Poster F112, Tuesday, March 28, 8:00 – 10:00 am, Pacific Concourse
Accounting for nonlinearities in models of language processing: Can linear regression get the job done?
Sean McWhinney1, Kaitlyn Tagarelli1, Antoine Tremblay1, Aaron Newman1; 1Dalhousie University
Strategies in language processing, and their associated neural substrates, are commonly assumed to be homogenous among a language’s native speakers. However, mounting evidence suggests that individual differences in vocabulary, grammatical ability and cognition impact on the onset and latency of the event-related potential (ERP) components elicited during sentence processing. With increasingly complex research questions and the potential for high-level, nonlinear interactions, conventional statistical approaches to examining ERP data face limitations and new techniques must be explored. The present study investigated advances in analytical approaches in the context of language processing. Participants completed a test battery to assess a range of cognitive skills (including language, working memory, attention), habits (e.g., reading), and demographics. Sentences were presented that were well-formed or contained one of three types of violations: semantic, phrase structure, or morphosyntactic. Data were analyzed using two different variants of the general linear model (GLM): linear mixed effects (LME) and generalized additive mixed modelling (GAMM).
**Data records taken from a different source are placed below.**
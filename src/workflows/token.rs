//! Token operations against an existing deployment.
//!
//! Every plan ends with a read so the report shows the state after the
//! write confirmed.

use alloy::primitives::Address;

use crate::orchestrator::{Arg, DeploymentPlan, Step};
use crate::workflows::{signed_by, Contracts};

pub fn mint_plan(contracts: &Contracts, token: Address, to: Address, amount: &str) -> DeploymentPlan {
    let recipient = Arg::literal(to.to_string());
    DeploymentPlan::new()
        .then(Step::attach("token", &contracts.token, token))
        .then(Step::write(
            "mint",
            "token",
            "mint",
            vec![recipient.clone(), Arg::literal(amount)],
        ))
        .then(Step::read("balance", "token", "balanceOf", vec![recipient]))
}

pub fn transfer_plan(
    contracts: &Contracts,
    token: Address,
    to: Address,
    amount: &str,
    from: Option<&str>,
) -> DeploymentPlan {
    let recipient = Arg::literal(to.to_string());
    let transfer = Step::write(
        "transfer",
        "token",
        "transfer",
        vec![recipient.clone(), Arg::literal(amount)],
    );
    DeploymentPlan::new()
        .then(Step::attach("token", &contracts.token, token))
        .then(signed_by(transfer, from))
        .then(Step::read("balance", "token", "balanceOf", vec![recipient]))
}

/// Delegate `signer`'s voting power; to itself when `to` is `None`.
pub fn delegate_plan(contracts: &Contracts, token: Address, to: Option<Address>, signer: &str) -> DeploymentPlan {
    let delegatee = match to {
        Some(address) => Arg::literal(address.to_string()),
        None => Arg::account(signer),
    };
    let delegate = Step::write("delegate", "token", "delegate", vec![delegatee.clone()]);
    DeploymentPlan::new()
        .then(Step::attach("token", &contracts.token, token))
        .then(delegate.from_account(signer))
        .then(Step::read("votes", "token", "getVotes", vec![delegatee]))
}

#[cfg(test)]
mod tests {
    use super::*;

    #[test]
    fn test_mint_reads_balance_after_write() {
        let to = Address::repeat_byte(3);
        let plan = mint_plan(&Contracts::default(), Address::repeat_byte(1), to, "1000");
        let kinds: Vec<_> = plan.steps().iter().map(Step::kind).collect();
        assert_eq!(kinds, ["attach", "write", "read"]);
        assert_eq!(plan.steps()[2].args()[0], Arg::literal(to.to_string()));
    }

    #[test]
    fn test_transfer_sender() {
        let plan = transfer_plan(
            &Contracts::default(),
            Address::repeat_byte(1),
            Address::repeat_byte(2),
            "5",
            Some("alice"),
        );
        assert_eq!(plan.steps()[1].sender(), Some("alice"));
    }

    #[test]
    fn test_self_delegation_defaults_to_signer() {
        let plan = delegate_plan(&Contracts::default(), Address::repeat_byte(1), None, "bob");
        assert_eq!(plan.steps()[1].args()[0], Arg::account("bob"));
        assert_eq!(plan.steps()[1].sender(), Some("bob"));

        let other = Address::repeat_byte(9);
        let plan = delegate_plan(&Contracts::default(), Address::repeat_byte(1), Some(other), "bob");
        assert_eq!(plan.steps()[2].args()[0], Arg::literal(other.to_string()));
    }
}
Both offer advantages over more traditionally-used variants of the GLM (e.g., ANOVA, linear regression), including support for random effects to account for variable residuals and improved tolerance to heteroscedasticity. However, GAMM fits observations to a series of restricted cubic splines, allowing for nonlinear interactions between variables, and is capable of detecting ceiling/floor effects and nuanced fluctuations in effect sizes. Our results demonstrated important nonlinearities that GAMM was able to depict, reducing model residuals and improving sensitivity to effects.
Topic Area: METHODS: Other